I have a database dump program that writes out flat files of a table in a very specific format. I now need to test this against our old program and confirm the produced files are identical. Doing this manually is painful, so I need to write some unit tests.
I need to compare two file contents byte by byte, and see the first difference. The issue is they have all manner of crazy bytes with CF/LF/null's etc littered throughout.
Here is a screenshot of the two files fro Scite to give you an idea:
http://imageshack.us/photo/my-images/840/screenshot1xvt.png/
What is the best strategy for confirming each byte corresponds?
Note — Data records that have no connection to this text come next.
//! Runtime unit values.

use core::fmt;
use core::hash::{Hash, Hasher};
use core::marker::PhantomData;

use rust_decimal::prelude::ToPrimitive;
use rust_decimal::Decimal;

use crate::dimension::Dimension;

/// A measurement unit within dimension `D`.
///
/// A unit maps its raw values onto the canonical unit of the dimension via
/// `base_value = raw * scale + offset`. Ratio units (metre, kilo-ohm) have a
/// zero offset; interval units such as degree Celsius carry one. `scale`
/// and `offset` are exact decimals so prefix conversions of integer-backed
/// quantities never pick up binary rounding error.
///
/// Units are plain immutable values: value-equal units are interchangeable
/// and there is no registry to consult. The dimension tag `D` lives only in
/// the type, so mixing units of different dimensions does not compile.
///
/// ```rust
/// use mensura_core::{Dimension, Unit};
/// use rust_decimal_macros::dec;
///
/// pub enum Pressure {}
/// impl Dimension for Pressure {}
///
/// pub const PASCAL: Unit<Pressure> = Unit::base("Pa");
/// pub const HECTOPASCAL: Unit<Pressure> = Unit::scaled("hPa", dec!(100));
/// assert_eq!(HECTOPASCAL.scale(), dec!(100));
/// ```
pub struct Unit<D: Dimension> {
    symbol: &'static str,
    scale: Decimal,
    offset: Decimal,
    _dim: PhantomData<D>,
}

impl<D: Dimension> Unit<D> {
    /// The canonical unit of its dimension (`scale == 1`, no offset).
    pub const fn base(symbol: &'static str) -> Self {
        Self::with_transform(symbol, Decimal::ONE, Decimal::ZERO)
    }

    /// A ratio unit: a pure multiple of the canonical unit.
    pub const fn scaled(symbol: &'static str, scale: Decimal) -> Self {
        Self::with_transform(symbol, scale, Decimal::ZERO)
    }

    /// An affine unit: scale plus offset from the canonical unit.
    pub const fn affine(symbol: &'static str, scale: Decimal, offset: Decimal) -> Self {
        Self::with_transform(symbol, scale, offset)
    }

    const fn with_transform(symbol: &'static str, scale: Decimal, offset: Decimal) -> Self {
        Self {
            symbol,
            scale,
            offset,
            _dim: PhantomData,
        }
    }

    /// Printable symbol, shown by [`core::fmt::Display`].
    pub const fn symbol(&self) -> &'static str {
        self.symbol
    }

    /// Multiplier onto the canonical unit of the dimension.
    pub const fn scale(&self) -> Decimal {
        self.scale
    }

    /// Additive shift onto the canonical unit, zero for ratio units.
    pub const fn offset(&self) -> Decimal {
        self.offset
    }

    /// True when the unit is a pure multiple of the canonical unit.
    pub fn is_ratio(&self) -> bool {
        self.offset.is_zero()
    }

    pub(crate) fn scale_f64(&self) -> f64 {
        self.scale.to_f64().unwrap_or(f64::NAN)
    }

    pub(crate) fn offset_f64(&self) -> f64 {
        self.offset.to_f64().unwrap_or(f64::NAN)
    }
}

// Manual trait impls: the derives would put bounds on `D`, which is only a
// phantom tag.

impl<D: Dimension> Clone for Unit<D> {
    fn clone(&self) -> Self {
        *self
    }
}

impl<D: Dimension> Copy for Unit<D> {}

impl<D: Dimension> PartialEq for Unit<D> {
    fn eq(&self, other: &Self) -> bool {
        self.symbol == other.symbol && self.scale == other.scale && self.offset == other.offset
    }
}

impl<D: Dimension> Eq for Unit<D> {}

impl<D: Dimension> Hash for Unit<D> {
    fn hash<H: Hasher>(&self, state: &mut H) {
        self.symbol.hash(state);
        self.scale.hash(state);
        self.offset.hash(state);
    }
}

impl<D: Dimension> fmt::Debug for Unit<D> {
    fn fmt(&self, f: &mut fmt::Formatter<'_>) -> fmt::Result {
        f.debug_struct("Unit")
            .field("symbol", &self.symbol)
            .field("scale", &self.scale)
            .field("offset", &self.offset)
            .finish()
    }
}

impl<D: Dimension> fmt::Display for Unit<D> {
    fn fmt(&self, f: &mut fmt::Formatter<'_>) -> fmt::Result {
        write!(f, "{}", self.symbol)
    }
}

#[cfg(feature = "serde")]
impl<D: Dimension> serde::Serialize for Unit<D> {
    fn serialize<S>(&self, serializer: S) -> Result<S::Ok, S::Error>
    where
        S: serde::Serializer,
    {
        use serde::ser::SerializeStruct;
        let mut state = serializer.serialize_struct("Unit", 3)?;
        state.serialize_field("symbol", self.symbol)?;
        state.serialize_field("scale", &self.scale)?;
        state.serialize_field("offset", &self.offset)?;
        state.end()
    }
}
Apache Commons IO has a FileUtils.contentEquals(File file1, File file2) method that seems to do what you want. Pros:
Looks efficient -- reads the file contents using a buffered stream, doesn't even open the files if the lengths are different.
Convenient.
Con:
Won't give you details about where the differences are. It sounds from your comment like you want this.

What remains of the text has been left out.